Linear-space lighting and sRGB textures have also been avoided here because, during experimenting, it was found they unavoidably produce lighting values that quantize poorly in these lower precision formats, and the bandwidth cost of higher-precision formats was ultimately not worth the perceived benefits. The gamma-space lighting curves and values are well understood by Sauerbraten mappers, providing for better fill lighting due to softer/less harsh lighting falloff, interoperating better with a wealth of pre-existing textures optimized to look appealing under gamma-space lighting, and producing fewer banding artifacts with lower-precision HDR texture formats.

While the lighting thus still happens in gamma-space, overbright lighting values are never the less supported and utilized, motivating later tonemapping and bloom steps.

For more information about the trade-offs involved in working in gamma-space vs. linear-space, see http://filmicgames.com/archives/299

* Screen-space ambient obscurance

To help break up the monotony of those indoor areas of a map that may rely on ambient lighting and to help reduce the burden of requiring lots of point lights to provide contrast in such places, Tesseract implements a form of SSAO.

After the g-buffer has been filled, but before the shading step, the depth buffer is downscaled to half-resolution and SSAO is computed, utilizing both the downscaled depth and the normal layer of the g-buffer, into a another buffer packing both the noisy/unfiltered obscurance value and a copy of the depth in each texel. This buffer is then bilaterally filtered, efficiently sampling both the obscurance and depths in a single tap due to the aforementioned packing scheme. The final resulting buffer is then used to affect sunlight and ambient lighting in the deferred shading step.

In particular, Tesseract makes use of the Alchemy Screen-Space Ambient Obscurance algorithm detailed here: http://graphics.cs.williams.edu/papers/AlchemyHPG11/
Tesseract further incorpates improvements to the algorithm suggested here: http://graphics.cs.williams.edu/papers/SAOHPG12/

* Global illumination

One of the primary motivations for including global illumination in Tesseract was not so much to increase visual quality, but instead to actually increase performance. While Tesseract can support a large number of shadowed lights, eventually mappers with the best of intentions can defeat the best of engines. So having some form of indirect/bounced lighting allows for light to get to normally dark corners in a map that would otherwise require a lot of "fill" lights to brighten them up or otherwise rely on ugly/flat ambient lighting. Tesseract provides a form of diffuse global illumination for the map's global, directional sunlight that can thus help to brighten up maps, without requiring a lot of point light entities, so long as a mapper is careful to allow sunlight into the map interior.

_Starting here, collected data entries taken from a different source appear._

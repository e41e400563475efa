//! # Ledger Balance Mirror
//!
//! Read-through access to the external economy ledger, a separate SQLite
//! database owned by another process and configured for single-writer
//! access. The bridge only ever reads it; balances are denormalized into
//! `linked_accounts.balance_mirror` and into session profiles.

use crate::error::{StoreError, StoreResult};
use parking_lot::Mutex;
use rusqlite::{params, Connection, OpenFlags, OptionalExtension};
use std::path::Path;
use std::time::Duration;

const ACQUIRE_TIMEOUT: Duration = Duration::from_secs(3);

/// Read-only view of the ledger's `accounts` table.
#[derive(Debug)]
pub struct BalanceMirror {
    conn: Mutex<Connection>,
}

impl BalanceMirror {
    /// Opens the ledger read-only. Fails if the file does not exist - the
    /// ledger belongs to another system and is never created here.
    pub fn open(path: &Path) -> StoreResult<Self> {
        let conn = Connection::open_with_flags(
            path,
            OpenFlags::SQLITE_OPEN_READ_ONLY | OpenFlags::SQLITE_OPEN_URI,
        )?;
        Ok(Self {
            conn: Mutex::new(conn),
        })
    }

    /// In-memory ledger with a populated `accounts` table. Test use.
    pub fn open_in_memory_with(rows: &[(&str, i64)]) -> StoreResult<Self> {
        let conn = Connection::open_in_memory()?;
        conn.execute_batch(
            "CREATE TABLE accounts (player_name TEXT PRIMARY KEY, balance INTEGER NOT NULL)",
        )?;
        for (name, balance) in rows {
            conn.execute(
                "INSERT INTO accounts (player_name, balance) VALUES (?1, ?2)",
                params![name, balance],
            )?;
        }
        Ok(Self {
            conn: Mutex::new(conn),
        })
    }

    /// Looks up the balance for a display name. `None` if the ledger has no
    /// account for it.
    pub fn balance_for(&self, player_name: &str) -> StoreResult<Option<i64>> {
        let guard = self
            .conn
            .try_lock_for(ACQUIRE_TIMEOUT)
            .ok_or(StoreError::Busy)?;
        Ok(guard
            .query_row(
                "SELECT balance FROM accounts WHERE player_name = ?1",
                params![player_name],
                |row| row.get(0),
            )
            .optional()?)
    }
}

Diffuse global illumination is computed only for sunlight using the Radiance Hints algorithm, which is similar to but distinct from Light Propagation Volumes. First, a reflective shadowmap is computed for the scene from the sun's perspective, storing both the depth and reflected surface color for any surface the sunlight directly hits. Then using a particular random sampling scheme, the reflective shadowmap is gathered into a set of RGBA8 cascaded 3D textures storing low-order spherical harmonics. 3D textures are used for both Radiance Hints and LPV algorithms as they allow for cheap trilinear filtering of the spherical harmonics. However, Radiance Hints still differs from the LPV approach in that it gathers numerous samples from the reflective shadowmap in one shading pass, rather than injecting seed values into a 3D grid and iteratively refining it, offering some performance and simplicity advantages for the case of single-bounce diffuse global illumination.

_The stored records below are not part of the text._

impl BridgeHost {
    /// Creates a host over the shared capability registry.
    #[must_use]
    pub fn new(
        config: Arc<BridgeConfig>,
        capabilities: Arc<CapabilityRegistry>,
        loop_handle: LoopHandle,
    ) -> Self {
        Self {
            config,
            capabilities,
            loop_handle,
            reload_requested: Arc::new(AtomicBool::new(false)),
            sessions: HashMap::new(),
            deliveries: Vec::new(),
            executed: Vec::new(),
        }
    }

    /// Swaps the configuration snapshot after an operator reload.
    pub fn update_config(&mut self, config: Arc<BridgeConfig>) {
        self.config = config;
    }

    /// Consumes a pending `bridge reload` request, if one was issued.
    pub fn take_reload_request(&mut self) -> bool {
        self.reload_requested.swap(false, Ordering::AcqRel)
    }

    /// Whether a session is currently visible.
    #[must_use]
    pub fn is_online(&self, identity: &str) -> bool {
        self.sessions.contains_key(identity)
    }

    /// Messages delivered so far, oldest first.
    #[must_use]
    pub fn deliveries(&self) -> &[Delivery] {
        &self.deliveries
    }

    /// Non-bridge console commands that were executed, oldest first.
    #[must_use]
    pub fn executed_commands(&self) -> &[String] {
        &self.executed
    }

    /// Runs one command as a session. Bridge commands only; the stand-in has
    /// no other session-facing surface.
    pub fn session_command(&mut self, identity: &str, line: &str) {
        let mut parts = line.split_whitespace();
        match parts.next() {
            Some("link") => self.cmd_link(identity, parts.next()),
            Some("unlink") => self.cmd_unlink(identity, parts.next()),
            Some("money") => self.cmd_money(identity),
            _ => self.reply(identity, "Unknown command."),
        }
    }

    fn reply(&mut self, identity: &str, text: &str) {
        let message = format!("{}{text}", self.config.messages.prefix);
        self.message_session(identity, &message);
    }

    fn broker(&self) -> Option<Arc<LinkBroker>> {
        self.capabilities.lookup::<LinkBroker>()
    }

    fn profiles(&self) -> Option<Arc<ProfileManager>> {
        self.capabilities.lookup::<ProfileManager>()
    }

    fn scanner(&self) -> Option<Arc<CosmeticScanner>> {
        self.capabilities.lookup::<CosmeticScanner>()
    }

    // ========================================================================
    // SESSION-FACING COMMANDS
    // ========================================================================

    fn cmd_link(&mut self, identity: &str, code: Option<&str>) {
        let Some(code) = code else {
            let text = format!(
                "Get a code from the community bot or {} and run: link <code>",
                self.config.link.domain
            );
            self.reply(identity, &text);
            return;
        };
        let (Some(broker), Some(profiles)) = (self.broker(), self.profiles()) else {
            tracing::warn!(identity, "link requested while the bridge module is down");
            self.reply(identity, "Linking is unavailable right now.");
            return;
        };
        let Some(entry) = self.sessions.get(identity) else {
            tracing::warn!(identity, "link command from a session that is not admitted");
            return;
        };

        let code = code.to_string();
        let identity = identity.to_string();
        let display_name = entry.display_name.clone();
        let handle = self.loop_handle.clone();
        let prefix = self.config.messages.prefix.clone();
        std::thread::spawn(move || {
            let text = match broker.redeem(&code, &identity, &display_name) {
                Ok(outcome) => {
                    profiles.refresh(&identity);
                    format!(
                        "Linked to {} account {}.",
                        outcome.source.as_str(),
                        outcome.display_name
                    )
                }
                Err(LinkError::CodeNotFound) => "Unknown or already used code.".to_string(),
                Err(LinkError::CodeExpired) => {
                    "That code has expired. Request a new one.".to_string()
                }
                Err(LinkError::WrongSide) => {
                    "Enter this code on the website or community bot instead.".to_string()
                }
                Err(e) => {
                    tracing::error!(identity, error = %e, "link redemption failed");
                    "Something went wrong. Try again shortly.".to_string()
                }
            };
            if let Err(e) = handle.message_session(identity.clone(), format!("{prefix}{text}")) {
                tracing::warn!(identity, error = %e, "link result message dropped");
            }
        });
    }

    fn cmd_unlink(&mut self, identity: &str, slot: Option<&str>) {
        let source = match slot {
            None | Some("chat") => SourceKind::Chat,
            Some("web") => SourceKind::Web,
            Some(other) => {
                self.reply(identity, &format!("Unknown platform '{other}'. Use chat or web."));
                return;
            }
        };
        let (Some(broker), Some(profiles)) = (self.broker(), self.profiles()) else {
            self.reply(identity, "Linking is unavailable right now.");
            return;
        };

        let identity = identity.to_string();
        let handle = self.loop_handle.clone();
        let prefix = self.config.messages.prefix.clone();
        std::thread::spawn(move || {
            let text = match broker.unlink(&identity, source) {
                Ok(true) => {
                    profiles.refresh(&identity);
                    format!("Unlinked your {} account.", source.as_str())
                }
                Ok(false) => format!("No linked {} account.", source.as_str()),
                Err(e) => {
                    tracing::error!(identity, error = %e, "unlink failed");
                    "Something went wrong. Try again shortly.".to_string()
                }
            };
            if let Err(e) = handle.message_session(identity.clone(), format!("{prefix}{text}")) {
                tracing::warn!(identity, error = %e, "unlink result message dropped");
            }
        });
    }

    fn cmd_money(&mut self, identity: &str) {
        let Some(profiles) = self.profiles() else {
            self.reply(identity, "Balances are unavailable right now.");
            return;
        };
        // Cache read only; safe on the loop.
        match profiles.get(identity) {
            Some(profile) => {
                let text = format!("Balance: {}", format_balance(profile.balance));
                self.reply(identity, &text);
            }
            None => self.reply(identity, "No profile loaded yet."),
        }
    }

    // ========================================================================
    // OPERATOR COMMANDS
    // ========================================================================

    fn cmd_bridge(&mut self, rest: &[&str]) -> CoreResult<()> {
        match rest {
            ["reload"] => {
                tracing::info!("bridge reload requested");
                self.reload_requested.store(true, Ordering::Release);
                Ok(())
            }
            ["sync", identity] => {
                let Some(profiles) = self.profiles() else {
                    return Err(CoreError::CommandRejected(
                        "profiles module is not enabled".to_string(),
                    ));
                };
                let identity = (*identity).to_string();
                std::thread::spawn(move || {
                    if profiles.refresh(&identity) {
                        tracing::info!(identity, "profile resynced");
                    } else {
                        tracing::warn!(identity, "sync requested for an inactive session");
                    }
                });
                Ok(())
            }
            ["rescan", identity] => {
                let Some(entry) = self.sessions.get(*identity) else {
                    return Err(CoreError::CommandRejected(format!(
                        "no active session {identity}"
                    )));
                };
                self.spawn_scan((*identity).to_string(), entry.held_items.clone());
                Ok(())
            }
            _ => Err(CoreError::CommandRejected(
                "usage: bridge reload|sync <session>|rescan <session>".to_string(),
            )),
        }
    }

    fn spawn_scan(&self, identity: String, held_items: Vec<u32>) {
        let Some(scanner) = self.scanner() else {
            tracing::warn!(identity, "cosmetic scan skipped, scanner module is down");
            return;
        };
        let profiles = self.profiles();
        std::thread::spawn(move || {
            match scanner.scan_and_sync(&identity, &held_items) {
                Ok(tether_profile::ScanOutcome::Updated(_)) => {
                    if let Some(profiles) = profiles {
                        profiles.refresh(&identity);
                    }
                }
                Ok(_) => {}
                Err(e) => tracing::warn!(identity, error = %e, "cosmetic scan failed"),
            }
        });
    }

    fn cmd_session(&mut self, rest: &[&str]) -> CoreResult<()> {
        match rest {
            ["join", identity, name] => {
                let Some(profiles) = self.profiles() else {
                    // No profile module: admit directly, nothing to preload.
                    self.admit_session(identity, name);
                    return Ok(());
                };
                let identity = (*identity).to_string();
                let name = (*name).to_string();
                let handle = self.loop_handle.clone();
                // Profile load runs off the loop; the roster insert is
                // scheduled only once the cache entry is published.
                std::thread::spawn(move || {
                    profiles.on_session_pre_admission(&identity, &name);
                    let id = identity.clone();
                    let result = handle.schedule_fn(move |host| host.admit_session(&id, &name));
                    if let Err(e) = result {
                        tracing::error!(identity, error = %e, "session admission dropped");
                        profiles.on_session_end(&identity);
                    }
                });
                Ok(())
            }
            ["quit", identity] => {
                self.end_session(identity);
                Ok(())
            }
            _ => Err(CoreError::CommandRejected(
                "usage: session join <identity> <name>|quit <identity>".to_string(),
            )),
        }
    }

    fn cmd_grant(&mut self, rest: &[&str]) -> CoreResult<()> {
        let [identity, item] = rest else {
            return Err(CoreError::CommandRejected(
                "usage: grant <session> <model-id>".to_string(),
            ));
        };
        let model_id: u32 = item
            .parse()
            .map_err(|_| CoreError::CommandRejected(format!("bad model id {item}")))?;
        let Some(entry) = self.sessions.get_mut(*identity) else {
            return Err(CoreError::CommandRejected(format!(
                "no active session {identity}"
            )));
        };
        entry.held_items.push(model_id);
        Ok(())
    }
}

During this process, an ambient occlusion term is also computed beyond what is detailed by the basic Radiance Hints algorithm. Where possible, these 3D textures are cached from frame to frame. These cascaded 3D textures are then sampled in the shading step to provide both the sunlight global illumination effect as well as using the ambient obscurance term to implement an atmospheric/skylight effect.

For further information on Radiance Hints, see "Real-Time Diffuse Global Illumination Using Radiance Hints" at http://graphics.cs.aueb.gr/graphics/docs/papers/RadianceHintsPreprint.pdf or http://graphics.cs.aueb.gr/graphics/research_illumination.html

* Transparency, reflection, and refraction

Sauerbraten supported an efficient alpha material for world geometry, where first only the depth of world geometry was rendered, and then finally shading of the world geometry was rendered with alpha-blending enabled. This allowed only the first layer, and optionally before that a back-facing layer, to be rendered cheaply with no depth-sorting involved and is essentially a limited and cheaper form of the more general-purpose depth-peeling approach. This was sufficient for making props like windows or similar glass structures in levels by mappers. Though there is the drawback that transparent layers can't be seen behind other transparent layers, when used in moderation this drawback is not debilitating.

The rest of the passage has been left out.